Data for review START

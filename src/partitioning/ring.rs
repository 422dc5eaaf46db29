//! The hash ring that holds every member's virtual nodes.
use std::{collections::HashMap, sync::Arc};

use tracing::{event, Level};

use crate::{hashing::HashFunction, member::Member};

/// HashRing keeps `replication_factor` virtual nodes per member on a circular hash space [0, 2^64).
///
/// Each virtual node is placed at `hash(name + replica_index)`. Two views of the ring are kept in sync:
///  - `ring` maps a virtual node hash to the name of the member that owns it
///  - `sorted_set` holds the same hashes sorted ascendingly (and without duplicates), so that the
///    first virtual node clockwise from any hash can be found via binary search.
///
/// Example with 2 members and a replication factor of 2, on a hash space that goes from 0 to 40:
/// Members:     ['A', 'B']
/// Virtual nodes: A0 -> 10, B0 -> 20, A1 -> 25, B1 -> 35
/// sorted_set:  [10, 20, 25, 35]
///
/// hash 12 -> first virtual node is B0 (20)
/// hash 37 -> no virtual node is bigger, so we wrap around to A0 (10)
///
/// More virtual nodes per member means less variance in how many partitions each member receives.
#[derive(Clone)]
pub struct HashRing<M> {
    replication_factor: usize,
    hash_fn: Arc<dyn HashFunction>,
    ring: HashMap<u64, String>,
    sorted_set: Vec<u64>,
    members: HashMap<String, M>,
}

impl<M> std::fmt::Debug for HashRing<M> {
    fn fmt(&self, f: &mut std::fmt::Formatter<'_>) -> std::fmt::Result {
        f.debug_struct("HashRing")
            .field("replication_factor", &self.replication_factor)
            .field("members", &self.members.keys().collect::<Vec<_>>())
            .field("virtual_nodes", &self.sorted_set.len())
            .finish()
    }
}

fn virtual_node_key(name: &str, replica: usize) -> Vec<u8> {
    format!("{}{}", name, replica).into_bytes()
}

impl<M: Member> HashRing<M> {
    pub fn new(replication_factor: usize, hash_fn: Arc<dyn HashFunction>) -> Self {
        Self {
            replication_factor,
            hash_fn,
            ring: HashMap::new(),
            sorted_set: Vec::new(),
            members: HashMap::new(),
        }
    }

    /// Inserts the member's virtual nodes on the ring.
    /// Returns false (and changes nothing) if a member with the same name is already present.
    pub fn add(&mut self, member: M) -> bool {
        let name = member.name().to_string();
        if self.members.contains_key(&name) {
            return false;
        }

        for replica in 0..self.replication_factor {
            let hash = self.hash_fn.sum64(&virtual_node_key(&name, replica));
            if let Some(previous) = self.ring.insert(hash, name.clone()) {
                // last writer wins. The previous owner just loses one of its virtual nodes
                event!(
                    Level::WARN,
                    "virtual node collision at {}: {} replaced {}",
                    hash,
                    name,
                    previous
                );
            }

            if let Err(index) = self.sorted_set.binary_search(&hash) {
                self.sorted_set.insert(index, hash);
            }
        }

        self.members.insert(name, member);
        true
    }

    /// Removes every virtual node of the given member.
    /// Returns the removed member or None if no member with that name exists.
    pub fn remove(&mut self, name: &str) -> Option<M> {
        let member = self.members.remove(name)?;

        for replica in 0..self.replication_factor {
            let hash = self.hash_fn.sum64(&virtual_node_key(name, replica));
            // a colliding member may have taken this virtual node over
            if self.ring.get(&hash).map(String::as_str) != Some(name) {
                continue;
            }

            self.ring.remove(&hash);
            if let Ok(index) = self.sorted_set.binary_search(&hash) {
                self.sorted_set.remove(index);
            }
        }

        Some(member)
    }

    pub fn contains(&self, name: &str) -> bool {
        self.members.contains_key(name)
    }

    pub fn len(&self) -> usize {
        self.members.len()
    }

    pub fn is_empty(&self) -> bool {
        self.members.is_empty()
    }

    pub fn members(&self) -> impl Iterator<Item = &M> {
        self.members.values()
    }

    pub fn member(&self, name: &str) -> Option<&M> {
        self.members.get(name)
    }

    /// All virtual node hashes, sorted ascendingly
    pub fn sorted_set(&self) -> &[u64] {
        &self.sorted_set
    }

    /// Name of the member that owns the virtual node at `hash`
    pub fn virtual_node_owner(&self, hash: u64) -> Option<&str> {
        self.ring.get(&hash).map(String::as_str)
    }

    /// Index (into [`Self::sorted_set`]) of the first virtual node whose hash is >= `hash`,
    /// wrapping around to 0. Must not be called on an empty ring.
    pub fn successor_index(&self, hash: u64) -> usize {
        self.sorted_set.partition_point(|elem| *elem < hash) % self.sorted_set.len()
    }

    pub fn hash_fn(&self) -> &dyn HashFunction {
        self.hash_fn.as_ref()
    }
}
//! [`Consistent`] is the thread-safe entry point of the ring.
//!
//! It owns a [`HashRing`] and the [`PartitionTable`] computed from it. A single [`RwLock`] guards both:
//! mutations (`add`/`remove`) hold the write lock for their whole duration, including the
//! redistribution pass, so readers never observe a partially rebuilt table.
//! The read-only surface lives in [`super::lookup`].
use std::sync::{Arc, RwLock, RwLockReadGuard, RwLockWriteGuard};

use tracing::{event, Level};

use crate::{
    config::Config,
    error::{Error, Result},
    hashing::HashFunction,
    member::Member,
};

use super::{
    assigner::{distribute, PartitionTable},
    ring::HashRing,
    PartitioningScheme,
};

/// Consistent hashing with bounded loads over a fixed number of partitions.
///
/// Keys are first mapped to one of `partition_count` partitions (`hash(key) % partition_count`), which never
/// changes. Partitions are then assigned to members such that no member owns more than
/// [`super::assigner::average_load`] partitions. Every membership change recomputes the whole assignment.
///
/// Cloning a [`Consistent`] is cheap and every clone shares the same state.
#[derive(Clone)]
pub struct Consistent<M> {
    pub(super) partition_count: usize,
    pub(super) load: f64,
    pub(super) hash_fn: Arc<dyn HashFunction>,
    pub(super) inner: Arc<RwLock<ConsistentInner<M>>>,
}

pub(super) struct ConsistentInner<M> {
    pub(super) ring: HashRing<M>,
    pub(super) table: PartitionTable,
}

impl<M> std::fmt::Debug for Consistent<M> {
    fn fmt(&self, f: &mut std::fmt::Formatter<'_>) -> std::fmt::Result {
        match self.inner.try_read() {
            Ok(inner) => {
                write!(
                    f,
                    "Consistent: partition_count: {} load: {} {:?}",
                    self.partition_count, self.load, inner.ring
                )
            }
            Err(_) => {
                write!(f, "Unable to acquire lock for logging at this time...")
            }
        }
    }
}

impl<M: Member> Consistent<M> {
    /// Builds a ring with the given initial members. Partitions are distributed once, after all members are added.
    ///
    /// Fails if the config doesn't carry a hash function or if the initial members can't hold
    /// every partition under the configured load.
    pub fn new<I>(members: I, config: Config) -> Result<Self>
    where
        I: IntoIterator<Item = M>,
    {
        let (config, hash_fn) = config.validate()?;
        let mut ring = HashRing::new(config.replication_factor, hash_fn.clone());
        for member in members {
            ring.add(member);
        }
        let table = distribute(&ring, config.partition_count, config.load)?;
        event!(
            Level::INFO,
            "ring created with {} members and {} partitions",
            ring.len(),
            config.partition_count
        );

        Ok(Self {
            partition_count: config.partition_count,
            load: config.load,
            hash_fn,
            inner: Arc::new(RwLock::new(ConsistentInner { ring, table })),
        })
    }

    pub(super) fn acquire_read_lock(&self) -> Result<RwLockReadGuard<'_, ConsistentInner<M>>> {
        self.inner.read().map_err(|_| Error::Logic {
            reason: "Unable to acquire read lock".to_string(),
        })
    }

    fn acquire_write_lock(&self) -> Result<RwLockWriteGuard<'_, ConsistentInner<M>>> {
        self.inner.write().map_err(|_| Error::Logic {
            reason: "Unable to acquire write lock".to_string(),
        })
    }

    /// Adds a new member to the ring and redistributes all partitions.
    /// Adding a member whose name is already present is a no-op.
    ///
    /// If the new distribution is infeasible, the ring is left untouched and
    /// [`Error::InfeasibleDistribution`] is returned.
    pub fn add(&self, member: M) -> Result<()> {
        let mut guard = self.acquire_write_lock()?;
        if guard.ring.contains(member.name()) {
            event!(Level::DEBUG, "member {} already present", member.name());
            return Ok(());
        }

        let name = member.name().to_string();
        let mut ring = guard.ring.clone();
        ring.add(member);
        let table = distribute(&ring, self.partition_count, self.load)?;
        guard.ring = ring;
        guard.table = table;
        event!(
            Level::INFO,
            "member {} added, ring has {} members",
            name,
            guard.ring.len()
        );

        Ok(())
    }

    /// Removes a member from the ring and redistributes all partitions.
    /// Removing an unknown member is a no-op. Removing the last member clears the partition table.
    pub fn remove(&self, name: &str) -> Result<()> {
        let mut guard = self.acquire_write_lock()?;
        if !guard.ring.contains(name) {
            event!(Level::DEBUG, "member {} not present", name);
            return Ok(());
        }

        let mut ring = guard.ring.clone();
        ring.remove(name);
        // an empty ring can't host any partition, distribute() returns an empty table
        let table = distribute(&ring, self.partition_count, self.load)?;
        guard.ring = ring;
        guard.table = table;
        event!(
            Level::INFO,
            "member {} removed, ring has {} members",
            name,
            guard.ring.len()
        );

        Ok(())
    }
}

impl<M: Member> PartitioningScheme<M> for Consistent<M> {
    fn add_node(&mut self, member: M) -> Result<()> {
        self.add(member)
    }

    fn remove_node(&mut self, name: &str) -> Result<()> {
        self.remove(name)
    }

    fn key_owner(&self, key: &[u8]) -> Result<Option<M>> {
        self.locate_key(key)
    }

    fn preference_list(&self, key: &[u8], list_size: usize) -> Result<Vec<M>> {
        self.get_closest_n(key, list_size)
    }
}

Data for review END

= Exercise requirements =
From the very first line of the data through the line with "impl<M: Member> HashRing<M>" in it, please reproduce each line exactly and output nothing more.

= Written response =
filename src/partitioning/ring.rs
repository 422dc5eaaf46db29
//! The hash ring that holds every member's virtual nodes.
use std::{collections::HashMap, sync::Arc};

use tracing::{event, Level};

use crate::{hashing::HashFunction, member::Member};

/// HashRing keeps `replication_factor` virtual nodes per member on a circular hash space [0, 2^64).
///
/// Each virtual node is placed at `hash(name + replica_index)`. Two views of the ring are kept in sync:
///  - `ring` maps a virtual node hash to the name of the member that owns it
///  - `sorted_set` holds the same hashes sorted ascendingly (and without duplicates), so that the
///    first virtual node clockwise from any hash can be found via binary search.
///
/// Example with 2 members and a replication factor of 2, on a hash space that goes from 0 to 40:
/// Members:     ['A', 'B']
/// Virtual nodes: A0 -> 10, B0 -> 20, A1 -> 25, B1 -> 35
/// sorted_set:  [10, 20, 25, 35]
///
/// hash 12 -> first virtual node is B0 (20)
/// hash 37 -> no virtual node is bigger, so we wrap around to A0 (10)
///
/// More virtual nodes per member means less variance in how many partitions each member receives.
#[derive(Clone)]
pub struct HashRing<M> {
    replication_factor: usize,
    hash_fn: Arc<dyn HashFunction>,
    ring: HashMap<u64, String>,
    sorted_set: Vec<u64>,
    members: HashMap<String, M>,
}

impl<M> std::fmt::Debug for HashRing<M> {
    fn fmt(&self, f: &mut std::fmt::Formatter<'_>) -> std::fmt::Result {
        f.debug_struct("HashRing")
            .field("replication_factor", &self.replication_factor)
            .field("members", &self.members.keys().collect::<Vec<_>>())
            .field("virtual_nodes", &self.sorted_set.len())
            .finish()
    }
}

fn virtual_node_key(name: &str, replica: usize) -> Vec<u8> {
    format!("{}{}", name, replica).into_bytes()
}

impl<M: Member> HashRing<M> {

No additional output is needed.